Figure 7.3: DetecTiff® user interface. [153]. Appendixes 93
The iterative procedure of DetecTiff® to detect objects has been described in [153]. The software allows different file formats as image source to deal with. There is an ability to select the region of interest within the image for analysis. For structure recognition, first the original image is filtered to remove speckle noise and then using a mask for subsequent quantitatively analysis from the original image. DetecTiff has an iterative procedure. The general steps followed in the procedure for structure recognition can be summarised as follows:
1. The acquired images are uploaded in DetecTiff in a 16-bit tiff format. Whole or every part (by manual selection) of the acquired images can be analysed. 2. These are filtered by a median filter to get rid of the background noise intensities. A copy of these filtered images is temporarily saved in an 8-bit tiff format. 3. Iterative cycles of intensity- (brightness threshold) and size- (area threshold) based structure recognition (IBSR and SBSR respectively) are performed to generate masks for subsequent quantitative analyses. 4. IBSR: Intensity threshold is predefined by the user. Therefore, by iterations, the areas in the image with intensity below the threshold value are neglected. This results in a black-and-white (BW) image (where B is background with intensity 0 and W represents object with intensity 255). 5. SBSR: Also has a predefined area range by the user. The BW image is proceeded via particle filtration. The objects falling out of this range are discarded. 6. Then the iteration cycles begin.
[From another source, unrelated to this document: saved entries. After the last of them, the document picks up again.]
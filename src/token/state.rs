//! Credential State
//!
//! Classification of a looked-up record into the lifecycle state that
//! decides what the manager does next.

use chrono::{DateTime, Utc};
use std::time::Duration;

use crate::types::{CredentialRecord, ScopeSet};

/// Lifecycle state of the grant for one cache key.
#[derive(Clone, Debug)]
pub enum CredentialState {
    /// Nothing usable; a full consent is required.
    Missing,
    /// Usable as is.
    Valid(CredentialRecord),
    /// Expired or about to, with a refresh token to renew it.
    Expired(CredentialRecord),
}

impl CredentialState {
    /// Classify a record against the requested scopes at `now`.
    ///
    /// Records that do not cover `requested`, and expired records that
    /// cannot be refreshed, are `Missing`.
    pub fn classify(
        record: Option<CredentialRecord>,
        requested: &ScopeSet,
        now: DateTime<Utc>,
        refresh_buffer: Duration,
    ) -> Self {
        let Some(record) = record else {
            return Self::Missing;
        };

        if !record.scopes.contains_all(requested) {
            return Self::Missing;
        }

        if !record.expires_within(refresh_buffer, now) {
            return Self::Valid(record);
        }

        if record.has_refresh_token() {
            Self::Expired(record)
        } else if record.is_expired(now) {
            Self::Missing
        } else {
            // Inside the buffer but not yet expired: still usable until it lapses.
            Self::Valid(record)
        }
    }

    pub fn as_str(&self) -> &'static str {
        match self {
            Self::Missing => "missing",
            Self::Valid(_) => "valid",
            Self::Expired(_) => "expired",
        }
    }

    pub fn is_valid(&self) -> bool {
        matches!(self, Self::Valid(_))
    }
}

#[cfg(test)]
mod tests {
    use super::*;
    use crate::types::TokenResponse;
    use std::collections::HashMap;

    const BUFFER: Duration = Duration::from_secs(300);

    fn record(expires_in: Option<u64>, refresh: bool, scopes: &[&str]) -> CredentialRecord {
        let response = TokenResponse {
            access_token: "a".to_string(),
            token_type: "Bearer".to_string(),
            expires_in,
            refresh_token: refresh.then(|| "r".to_string()),
            scope: None,
            id_token: None,
            extra: HashMap::new(),
        };
        CredentialRecord::from_token_response(
            &response,
            "cid",
            &ScopeSet::new(scopes.iter().copied()).unwrap(),
            Utc::now(),
        )
        .unwrap()
    }

    fn upload() -> ScopeSet {
        ScopeSet::new(["videos.upload"]).unwrap()
    }

    #[test]
    fn test_missing_when_absent_or_scopes_lacking() {
        let now = Utc::now();
        assert!(matches!(
            CredentialState::classify(None, &upload(), now, BUFFER),
            CredentialState::Missing
        ));
        let other = record(Some(3600), true, &["spreadsheets"]);
        assert!(matches!(
            CredentialState::classify(Some(other), &upload(), now, BUFFER),
            CredentialState::Missing
        ));
    }

    #[test]
    fn test_valid_superset_and_no_expiry() {
        let now = Utc::now();
        let superset = record(Some(3600), false, &["videos.upload", "spreadsheets"]);
        assert!(CredentialState::classify(Some(superset), &upload(), now, BUFFER).is_valid());

        let forever = record(None, false, &["videos.upload"]);
        assert!(CredentialState::classify(Some(forever), &upload(), now, BUFFER).is_valid());
    }

    #[test]
    fn test_expired_with_refresh_token() {
        let now = Utc::now();
        let soon = record(Some(60), true, &["videos.upload"]);
        assert_eq!(
            CredentialState::classify(Some(soon), &upload(), now, BUFFER).as_str(),
            "expired"
        );

        let past = record(Some(0), true, &["videos.upload"]);
        assert_eq!(
            CredentialState::classify(Some(past), &upload(), now + chrono::Duration::seconds(1), BUFFER)
                .as_str(),
            "expired"
        );
    }

    #[test]
    fn test_expired_without_refresh_token_is_missing() {
        let now = Utc::now();
        let past = record(Some(0), false, &["videos.upload"]);
        assert!(matches!(
            CredentialState::classify(Some(past), &upload(), now + chrono::Duration::seconds(1), BUFFER),
            CredentialState::Missing
        ));

        let soon = record(Some(60), false, &["videos.upload"]);
        assert!(CredentialState::classify(Some(soon), &upload(), now, BUFFER).is_valid());
    }
}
Here the number of iteration cycles is also defined in the beginning by the user, in the user interface. This cycle has a lower intensity threshold than the previous cycle. The level of intensity can be set by the user in the form of Intensity reduction factor. Therefore, the darker structures, i.e., smaller or in the inner parts of the cell, are analysed now. These basically correspond to the cell organelles. 7. After each cycle, the resulting images are saved as BW-images. The whole procedure is automated, after the user defines the required parameters. 8. Lastly, segmentation of the images is performed. Here, the detected objects are dilated, i.e., the shape of the object is extrapolated based on the original image. 9. Hence, final template is obtained from which quantitative information can be extracted.